- Action item:
For the string "extracted", count the lines in the records below that contain it. Answer with that number alone.
● ● ● ● ●
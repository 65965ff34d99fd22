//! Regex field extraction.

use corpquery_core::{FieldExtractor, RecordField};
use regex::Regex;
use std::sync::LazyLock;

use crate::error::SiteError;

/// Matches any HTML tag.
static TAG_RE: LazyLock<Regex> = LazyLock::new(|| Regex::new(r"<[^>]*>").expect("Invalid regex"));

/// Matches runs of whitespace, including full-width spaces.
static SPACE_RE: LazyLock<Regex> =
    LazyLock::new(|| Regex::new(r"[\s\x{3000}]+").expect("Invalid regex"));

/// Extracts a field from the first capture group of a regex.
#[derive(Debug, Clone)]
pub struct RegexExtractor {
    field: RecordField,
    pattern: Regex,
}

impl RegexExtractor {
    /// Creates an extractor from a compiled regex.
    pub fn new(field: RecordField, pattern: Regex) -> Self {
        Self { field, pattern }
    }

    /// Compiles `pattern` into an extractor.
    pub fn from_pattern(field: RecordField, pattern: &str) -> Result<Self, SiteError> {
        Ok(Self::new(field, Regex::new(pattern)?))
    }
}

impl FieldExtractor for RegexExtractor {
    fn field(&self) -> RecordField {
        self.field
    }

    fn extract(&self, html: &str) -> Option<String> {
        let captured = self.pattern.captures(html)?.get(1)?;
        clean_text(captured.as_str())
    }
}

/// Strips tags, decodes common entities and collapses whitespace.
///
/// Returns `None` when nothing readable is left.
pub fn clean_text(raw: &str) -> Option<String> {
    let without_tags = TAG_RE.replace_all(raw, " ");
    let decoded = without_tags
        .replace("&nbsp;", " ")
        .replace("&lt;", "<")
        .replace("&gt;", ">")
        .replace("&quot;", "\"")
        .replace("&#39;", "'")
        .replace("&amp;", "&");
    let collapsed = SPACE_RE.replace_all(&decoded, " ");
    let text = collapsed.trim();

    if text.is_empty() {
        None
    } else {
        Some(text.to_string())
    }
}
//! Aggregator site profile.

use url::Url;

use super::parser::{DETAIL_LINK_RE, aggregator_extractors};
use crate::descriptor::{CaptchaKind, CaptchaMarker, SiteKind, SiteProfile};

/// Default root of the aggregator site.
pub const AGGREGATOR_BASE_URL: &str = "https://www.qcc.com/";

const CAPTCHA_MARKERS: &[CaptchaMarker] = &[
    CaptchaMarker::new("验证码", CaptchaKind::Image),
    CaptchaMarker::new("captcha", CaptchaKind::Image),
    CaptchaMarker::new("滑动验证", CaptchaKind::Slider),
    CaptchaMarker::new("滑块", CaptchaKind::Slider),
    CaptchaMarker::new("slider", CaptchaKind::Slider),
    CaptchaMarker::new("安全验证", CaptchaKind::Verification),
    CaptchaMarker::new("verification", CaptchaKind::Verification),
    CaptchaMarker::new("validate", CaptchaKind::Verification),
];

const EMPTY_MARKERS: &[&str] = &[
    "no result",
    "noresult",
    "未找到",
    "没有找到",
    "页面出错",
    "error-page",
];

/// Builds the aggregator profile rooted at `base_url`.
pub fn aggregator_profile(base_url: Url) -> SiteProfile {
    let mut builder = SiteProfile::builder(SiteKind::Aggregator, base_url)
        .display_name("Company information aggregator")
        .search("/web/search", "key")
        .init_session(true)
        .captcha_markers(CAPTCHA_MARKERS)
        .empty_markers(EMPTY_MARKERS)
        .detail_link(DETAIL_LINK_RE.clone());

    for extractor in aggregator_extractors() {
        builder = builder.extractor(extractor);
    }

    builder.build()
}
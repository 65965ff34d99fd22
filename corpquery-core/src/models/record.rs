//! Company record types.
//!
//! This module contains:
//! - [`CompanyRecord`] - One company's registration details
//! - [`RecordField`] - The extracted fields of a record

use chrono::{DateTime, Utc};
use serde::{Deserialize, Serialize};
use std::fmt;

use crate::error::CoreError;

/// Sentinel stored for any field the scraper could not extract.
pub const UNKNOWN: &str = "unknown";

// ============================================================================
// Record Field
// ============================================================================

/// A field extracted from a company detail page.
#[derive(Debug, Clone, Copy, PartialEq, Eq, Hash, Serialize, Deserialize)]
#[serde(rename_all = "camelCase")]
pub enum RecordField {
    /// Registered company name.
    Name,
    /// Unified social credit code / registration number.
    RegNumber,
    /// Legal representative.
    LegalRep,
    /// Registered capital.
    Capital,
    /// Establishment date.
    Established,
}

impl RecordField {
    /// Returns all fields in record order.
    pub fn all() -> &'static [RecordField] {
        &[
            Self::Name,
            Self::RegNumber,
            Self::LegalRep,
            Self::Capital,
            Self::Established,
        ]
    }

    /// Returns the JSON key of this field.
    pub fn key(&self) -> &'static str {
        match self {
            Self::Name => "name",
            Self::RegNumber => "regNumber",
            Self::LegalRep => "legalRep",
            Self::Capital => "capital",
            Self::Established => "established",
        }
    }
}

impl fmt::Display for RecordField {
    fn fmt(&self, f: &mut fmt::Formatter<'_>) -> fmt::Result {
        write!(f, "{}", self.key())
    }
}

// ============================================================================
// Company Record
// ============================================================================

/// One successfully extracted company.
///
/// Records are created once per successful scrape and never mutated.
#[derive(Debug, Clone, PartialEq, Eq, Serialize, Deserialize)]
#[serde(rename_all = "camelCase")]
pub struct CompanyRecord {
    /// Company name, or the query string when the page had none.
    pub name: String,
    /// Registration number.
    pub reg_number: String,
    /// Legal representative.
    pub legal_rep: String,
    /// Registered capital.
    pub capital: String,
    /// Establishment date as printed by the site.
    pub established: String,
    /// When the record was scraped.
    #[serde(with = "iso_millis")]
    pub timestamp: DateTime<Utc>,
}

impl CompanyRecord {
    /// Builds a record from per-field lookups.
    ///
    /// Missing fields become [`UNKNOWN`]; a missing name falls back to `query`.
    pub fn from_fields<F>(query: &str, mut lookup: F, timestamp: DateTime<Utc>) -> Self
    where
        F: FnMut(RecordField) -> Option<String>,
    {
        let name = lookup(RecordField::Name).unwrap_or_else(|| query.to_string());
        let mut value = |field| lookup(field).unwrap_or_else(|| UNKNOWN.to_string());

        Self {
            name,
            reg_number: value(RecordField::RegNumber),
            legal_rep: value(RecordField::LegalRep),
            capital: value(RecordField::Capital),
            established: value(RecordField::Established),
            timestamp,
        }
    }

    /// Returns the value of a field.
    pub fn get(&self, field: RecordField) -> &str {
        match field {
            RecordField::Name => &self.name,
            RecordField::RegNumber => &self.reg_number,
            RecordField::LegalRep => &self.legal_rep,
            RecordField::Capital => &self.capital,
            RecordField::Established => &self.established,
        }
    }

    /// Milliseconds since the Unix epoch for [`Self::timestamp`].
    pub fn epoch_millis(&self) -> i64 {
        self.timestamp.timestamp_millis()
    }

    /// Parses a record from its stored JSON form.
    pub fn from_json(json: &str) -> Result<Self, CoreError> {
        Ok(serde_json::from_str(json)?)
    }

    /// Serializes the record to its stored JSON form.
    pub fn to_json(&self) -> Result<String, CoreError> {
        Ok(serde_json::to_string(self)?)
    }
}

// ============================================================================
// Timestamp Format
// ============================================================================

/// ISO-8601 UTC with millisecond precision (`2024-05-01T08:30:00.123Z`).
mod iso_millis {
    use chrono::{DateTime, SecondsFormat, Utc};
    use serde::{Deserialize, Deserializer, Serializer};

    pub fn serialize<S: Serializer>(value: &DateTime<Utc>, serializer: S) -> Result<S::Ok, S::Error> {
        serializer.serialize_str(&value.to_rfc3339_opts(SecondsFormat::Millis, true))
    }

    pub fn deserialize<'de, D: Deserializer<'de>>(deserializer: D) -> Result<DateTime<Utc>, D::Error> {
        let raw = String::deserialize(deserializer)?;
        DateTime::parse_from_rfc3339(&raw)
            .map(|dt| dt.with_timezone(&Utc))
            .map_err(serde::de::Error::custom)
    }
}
● ● ● ● ●
- Solved problem:
3